• _PROBLEM DETAILS_
However many lines the data holds, transcribe them all exactly.

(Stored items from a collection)

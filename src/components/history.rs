use eframe::egui;
use std::collections::VecDeque;

/// Default number of snapshots kept.
pub const DEFAULT_MAX_HISTORY: usize = 20;

// ============================================================================
// SNAPSHOT
// ============================================================================

/// Serialized copy of the whole document at one point in time.
#[derive(Clone, Debug, PartialEq, Eq)]
pub struct HistorySnapshot {
    pub markup: String,
    /// The action this snapshot undoes or redoes ("Color shape 3 #4ECDC4", "Clear all").
    pub description: String,
}

impl HistorySnapshot {
    pub fn memory_size(&self) -> usize {
        self.markup.len() + self.description.len()
    }
}

/// Position of the active index on the line of document states.
#[derive(Clone, Copy, Debug, PartialEq, Eq)]
pub enum HistoryState {
    /// Nothing captured yet (before the first successful load).
    Uninitialized,
    /// Index 0. Also reported when nothing has been recorded since loading.
    AtEarliest,
    Middle,
    /// Index = len - 1.
    AtLatest,
}

// ============================================================================
// HISTORY MANAGER - Bounded undo/redo stacks of full-document snapshots
// ============================================================================

/// Bounded, linear undo/redo over full-document snapshots.
///
/// Each action records the document as it was *before* the change. The
/// document on screen is never stored: undo and redo hand it back in as
/// `current` and it lands on the opposite stack, so `max_history_size`
/// actions stay undoable all the way back to the loaded image.
///
/// Positions on the line run from 0 (oldest reachable state) to `len() - 1`;
/// `index()` is the position shown on screen.
pub struct HistoryManager {
    /// Pre-action states, oldest first.
    undo_stack: VecDeque<HistorySnapshot>,
    /// States to return to on redo, next one last.
    redo_stack: Vec<HistorySnapshot>,
    max_history_size: usize,
    /// Label of position 0 ("Open fox", or the newest evicted action).
    base_description: Option<String>,
    /// Running byte total across both stacks.
    total_memory: usize,
}

impl Default for HistoryManager {
    fn default() -> Self {
        Self::new(DEFAULT_MAX_HISTORY)
    }
}

impl HistoryManager {
    /// `max_history_size` is clamped to at least 1.
    pub fn new(max_history_size: usize) -> Self {
        Self {
            undo_stack: VecDeque::new(),
            redo_stack: Vec::new(),
            max_history_size: max_history_size.max(1),
            base_description: None,
            total_memory: 0,
        }
    }

    /// Start a fresh line at the freshly loaded document.
    pub fn initialize(&mut self, description: impl Into<String>) {
        self.clear();
        self.base_description = Some(description.into());
    }

    /// Record the document state from just before an action.
    pub fn record(&mut self, before: String, description: impl Into<String>) {
        if self.base_description.is_none() {
            return;
        }
        // Discard the redo branch
        for dropped in self.redo_stack.drain(..) {
            self.total_memory = self.total_memory.saturating_sub(dropped.memory_size());
        }

        let entry = HistorySnapshot {
            markup: before,
            description: description.into(),
        };
        self.total_memory += entry.memory_size();
        self.undo_stack.push_back(entry);

        self.prune();
    }

    /// Step back one action. `current` is the markup on screen; returns the
    /// markup to restore, or `None` at the earliest position.
    pub fn undo(&mut self, current: String) -> Option<String> {
        let entry = self.undo_stack.pop_back()?;
        let back = HistorySnapshot {
            markup: current,
            description: entry.description.clone(),
        };
        self.total_memory = self.total_memory + back.memory_size() - entry.memory_size();
        self.redo_stack.push(back);
        Some(entry.markup)
    }

    /// Step forward one action. Returns `None` at the latest position.
    pub fn redo(&mut self, current: String) -> Option<String> {
        let entry = self.redo_stack.pop()?;
        let back = HistorySnapshot {
            markup: current,
            description: entry.description.clone(),
        };
        self.total_memory = self.total_memory + back.memory_size() - entry.memory_size();
        self.undo_stack.push_back(back);
        Some(entry.markup)
    }

    /// Move to position `index` without discarding anything.
    pub fn jump_to(&mut self, index: usize, current: String) -> Option<String> {
        if index >= self.len() || index == self.index() {
            return None;
        }
        let mut markup = current;
        while self.index() > index {
            markup = self.undo(markup)?;
        }
        while self.index() < index {
            markup = self.redo(markup)?;
        }
        Some(markup)
    }

    pub fn can_undo(&self) -> bool {
        !self.undo_stack.is_empty()
    }

    pub fn can_redo(&self) -> bool {
        !self.redo_stack.is_empty()
    }

    pub fn state(&self) -> HistoryState {
        if self.base_description.is_none() {
            HistoryState::Uninitialized
        } else if self.undo_stack.is_empty() {
            HistoryState::AtEarliest
        } else if self.redo_stack.is_empty() {
            HistoryState::AtLatest
        } else {
            HistoryState::Middle
        }
    }

    pub fn index(&self) -> usize {
        self.undo_stack.len()
    }

    /// Number of positions on the line, the on-screen one included.
    pub fn len(&self) -> usize {
        if self.base_description.is_none() {
            0
        } else {
            self.undo_stack.len() + self.redo_stack.len() + 1
        }
    }

    pub fn is_empty(&self) -> bool {
        self.base_description.is_none()
    }

    /// Stored snapshots across both stacks; never above `max_history_size`.
    pub fn snapshot_count(&self) -> usize {
        self.undo_stack.len() + self.redo_stack.len()
    }

    pub fn max_history_size(&self) -> usize {
        self.max_history_size
    }

    pub fn undo_description(&self) -> Option<&str> {
        self.undo_stack.back().map(|s| s.description.as_str())
    }

    pub fn redo_description(&self) -> Option<&str> {
        self.redo_stack.last().map(|s| s.description.as_str())
    }

    /// One label per position, oldest first.
    pub fn descriptions(&self) -> Vec<&str> {
        let Some(base) = self.base_description.as_deref() else {
            return Vec::new();
        };
        std::iter::once(base)
            .chain(self.undo_stack.iter().map(|s| s.description.as_str()))
            .chain(self.redo_stack.iter().rev().map(|s| s.description.as_str()))
            .collect()
    }

    /// Byte total of all stored snapshots (cached).
    pub fn memory_usage(&self) -> usize {
        self.total_memory
    }

    /// Evict the oldest undo steps past the count limit.
    fn prune(&mut self) {
        while self.snapshot_count() > self.max_history_size {
            let Some(removed) = self.undo_stack.pop_front() else {
                break;
            };
            self.total_memory = self.total_memory.saturating_sub(removed.memory_size());
            self.base_description = Some(removed.description);
        }
    }

    pub fn clear(&mut self) {
        self.undo_stack.clear();
        self.redo_stack.clear();
        self.base_description = None;
        self.total_memory = 0;
    }
}

// ============================================================================
// HISTORY PANEL
// ============================================================================

#[derive(Default)]
pub struct HistoryPanel {
    show_memory_info: bool,
}

impl HistoryPanel {
    /// Draw the snapshot list. Returns the index the user clicked, if any.
    pub fn show(&mut self, ui: &mut egui::Ui, history: &HistoryManager) -> Option<usize> {
        ui.horizontal(|ui| {
            ui.label(format!("Step {} of {}", history.index() + 1, history.len().max(1)));
            if ui.small_button("ℹ").on_hover_text("Show memory info").clicked() {
                self.show_memory_info = !self.show_memory_info;
            }
        });

        if self.show_memory_info {
            let kb = history.memory_usage() as f64 / 1024.0;
            ui.label(format!("Memory: {:.1} KB", kb));
        }

        let mut revert_to = None;
        egui::ScrollArea::vertical()
            .max_height(180.0)
            .show(ui, |ui| {
                let items = history.descriptions();
                if items.is_empty() {
                    ui.weak("No history yet");
                    return;
                }
                // Newest first
                for (i, desc) in items.iter().enumerate().rev() {
                    let is_current = i == history.index();
                    let text = if is_current {
                        egui::RichText::new(format!("▶ {}", desc)).strong().size(11.0)
                    } else if i > history.index() {
                        egui::RichText::new(format!("  {}", desc)).weak().italics().size(11.0)
                    } else {
                        egui::RichText::new(format!("  {}", desc)).weak().size(11.0)
                    };
                    let response = ui.add(egui::Label::new(text).sense(egui::Sense::click()));
                    if response.clicked() && !is_current {
                        revert_to = Some(i);
                    }
                    if !is_current {
                        response.on_hover_text("Click to return to this state");
                    }
                }
            });
        revert_to
    }
}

• _ANSWER SPACE_
filename src/components/history.rs
use eframe::egui;
use std::collections::VecDeque;

/// Default number of snapshots kept.
pub const DEFAULT_MAX_HISTORY: usize = 20;

// ============================================================================
// SNAPSHOT
// ============================================================================

/// Serialized copy of the whole document at one point in time.
#[derive(Clone, Debug, PartialEq, Eq)]
pub struct HistorySnapshot {
    pub markup: String,
    /// The action this snapshot undoes or redoes ("Color shape 3 #4ECDC4", "Clear all").
    pub description: String,
}

impl HistorySnapshot {
    pub fn memory_size(&self) -> usize {
        self.markup.len() + self.description.len()
    }
}

/// Position of the active index on the line of document states.
#[derive(Clone, Copy, Debug, PartialEq, Eq)]
pub enum HistoryState {
    /// Nothing captured yet (before the first successful load).
    Uninitialized,
    /// Index 0. Also reported when nothing has been recorded since loading.
    AtEarliest,
    Middle,
    /// Index = len - 1.
    AtLatest,
}

// ============================================================================
// HISTORY MANAGER - Bounded undo/redo stacks of full-document snapshots
// ============================================================================

/// Bounded, linear undo/redo over full-document snapshots.
///
/// Each action records the document as it was *before* the change. The
/// document on screen is never stored: undo and redo hand it back in as
/// `current` and it lands on the opposite stack, so `max_history_size`
/// actions stay undoable all the way back to the loaded image.
///
/// Positions on the line run from 0 (oldest reachable state) to `len() - 1`;
/// `index()` is the position shown on screen.
pub struct HistoryManager {
    /// Pre-action states, oldest first.
    undo_stack: VecDeque<HistorySnapshot>,
    /// States to return to on redo, next one last.
    redo_stack: Vec<HistorySnapshot>,
    max_history_size: usize,
    /// Label of position 0 ("Open fox", or the newest evicted action).
    base_description: Option<String>,
    /// Running byte total across both stacks.
    total_memory: usize,
}

impl Default for HistoryManager {
    fn default() -> Self {
        Self::new(DEFAULT_MAX_HISTORY)
    }
}

impl HistoryManager {
    /// `max_history_size` is clamped to at least 1.
    pub fn new(max_history_size: usize) -> Self {
        Self {
            undo_stack: VecDeque::new(),
            redo_stack: Vec::new(),
            max_history_size: max_history_size.max(1),
            base_description: None,
            total_memory: 0,
        }
    }

    /// Start a fresh line at the freshly loaded document.
    pub fn initialize(&mut self, description: impl Into<String>) {
        self.clear();
        self.base_description = Some(description.into());
    }

    /// Record the document state from just before an action.
    pub fn record(&mut self, before: String, description: impl Into<String>) {
        if self.base_description.is_none() {
            return;
        }
        // Discard the redo branch
        for dropped in self.redo_stack.drain(..) {
            self.total_memory = self.total_memory.saturating_sub(dropped.memory_size());
        }

        let entry = HistorySnapshot {
            markup: before,
            description: description.into(),
        };
        self.total_memory += entry.memory_size();
        self.undo_stack.push_back(entry);

        self.prune();
    }

    /// Step back one action. `current` is the markup on screen; returns the
    /// markup to restore, or `None` at the earliest position.
    pub fn undo(&mut self, current: String) -> Option<String> {
        let entry = self.undo_stack.pop_back()?;
        let back = HistorySnapshot {
            markup: current,
            description: entry.description.clone(),
        };
        self.total_memory = self.total_memory + back.memory_size() - entry.memory_size();
        self.redo_stack.push(back);
        Some(entry.markup)
    }

    /// Step forward one action. Returns `None` at the latest position.
    pub fn redo(&mut self, current: String) -> Option<String> {
        let entry = self.redo_stack.pop()?;
        let back = HistorySnapshot {
            markup: current,
            description: entry.description.clone(),
        };
        self.total_memory = self.total_memory + back.memory_size() - entry.memory_size();
        self.undo_stack.push_back(back);
        Some(entry.markup)
    }

    /// Move to position `index` without discarding anything.
    pub fn jump_to(&mut self, index: usize, current: String) -> Option<String> {
        if index >= self.len() || index == self.index() {
            return None;
        }
        let mut markup = current;
        while self.index() > index {
            markup = self.undo(markup)?;
        }
        while self.index() < index {
            markup = self.redo(markup)?;
        }
        Some(markup)
    }

    pub fn can_undo(&self) -> bool {
        !self.undo_stack.is_empty()
    }

    pub fn can_redo(&self) -> bool {
        !self.redo_stack.is_empty()
    }

    pub fn state(&self) -> HistoryState {
        if self.base_description.is_none() {
            HistoryState::Uninitialized
        } else if self.undo_stack.is_empty() {
            HistoryState::AtEarliest
        } else if self.redo_stack.is_empty() {
            HistoryState::AtLatest
        } else {
            HistoryState::Middle
        }
    }

    pub fn index(&self) -> usize {
        self.undo_stack.len()
    }

    /// Number of positions on the line, the on-screen one included.
    pub fn len(&self) -> usize {
        if self.base_description.is_none() {
            0
        } else {
            self.undo_stack.len() + self.redo_stack.len() + 1
        }
    }

    pub fn is_empty(&self) -> bool {
        self.base_description.is_none()
    }

    /// Stored snapshots across both stacks; never above `max_history_size`.
    pub fn snapshot_count(&self) -> usize {
        self.undo_stack.len() + self.redo_stack.len()
    }

    pub fn max_history_size(&self) -> usize {
        self.max_history_size
    }

    pub fn undo_description(&self) -> Option<&str> {
        self.undo_stack.back().map(|s| s.description.as_str())
    }

    pub fn redo_description(&self) -> Option<&str> {
        self.redo_stack.last().map(|s| s.description.as_str())
    }

    /// One label per position, oldest first.
    pub fn descriptions(&self) -> Vec<&str> {
        let Some(base) = self.base_description.as_deref() else {
            return Vec::new();
        };
        std::iter::once(base)
            .chain(self.undo_stack.iter().map(|s| s.description.as_str()))
            .chain(self.redo_stack.iter().rev().map(|s| s.description.as_str()))
            .collect()
    }

    /// Byte total of all stored snapshots (cached).
    pub fn memory_usage(&self) -> usize {
        self.total_memory
    }

    /// Evict the oldest undo steps past the count limit.
    fn prune(&mut self) {
        while self.snapshot_count() > self.max_history_size {
            let Some(removed) = self.undo_stack.pop_front() else {
                break;
            };
            self.total_memory = self.total_memory.saturating_sub(removed.memory_size());
            self.base_description = Some(removed.description);
        }
    }

    pub fn clear(&mut self) {
        self.undo_stack.clear();
        self.redo_stack.clear();
        self.base_description = None;
        self.total_memory = 0;
    }
}

// ============================================================================
// HISTORY PANEL
// ============================================================================

#[derive(Default)]
pub struct HistoryPanel {
    show_memory_info: bool,
}

impl HistoryPanel {
    /// Draw the snapshot list. Returns the index the user clicked, if any.
    pub fn show(&mut self, ui: &mut egui::Ui, history: &HistoryManager) -> Option<usize> {
        ui.horizontal(|ui| {
            ui.label(format!("Step {} of {}", history.index() + 1, history.len().max(1)));
            if ui.small_button("ℹ").on_hover_text("Show memory info").clicked() {
                self.show_memory_info = !self.show_memory_info;
            }
        });

        if self.show_memory_info {
            let kb = history.memory_usage() as f64 / 1024.0;
            ui.label(format!("Memory: {:.1} KB", kb));
        }

        let mut revert_to = None;
        egui::ScrollArea::vertical()
            .max_height(180.0)
            .show(ui, |ui| {
                let items = history.descriptions();
                if items.is_empty() {
                    ui.weak("No history yet");
                    return;
                }
                // Newest first
                for (i, desc) in items.iter().enumerate().rev() {
                    let is_current = i == history.index();
                    let text = if is_current {
                        egui::RichText::new(format!("▶ {}", desc)).strong().size(11.0)
                    } else if i > history.index() {
                        egui::RichText::new(format!("  {}", desc)).weak().italics().size(11.0)
                    } else {
                        egui::RichText::new(format!("  {}", desc)).weak().size(11.0)
                    };
                    let response = ui.add(egui::Label::new(text).sense(egui::Sense::click()));
                    if response.clicked() && !is_current {
                        revert_to = Some(i);
                    }
                    if !is_current {
                        response.on_hover_text("Click to return to this state");
                    }
                }
            });
        revert_to
    }
}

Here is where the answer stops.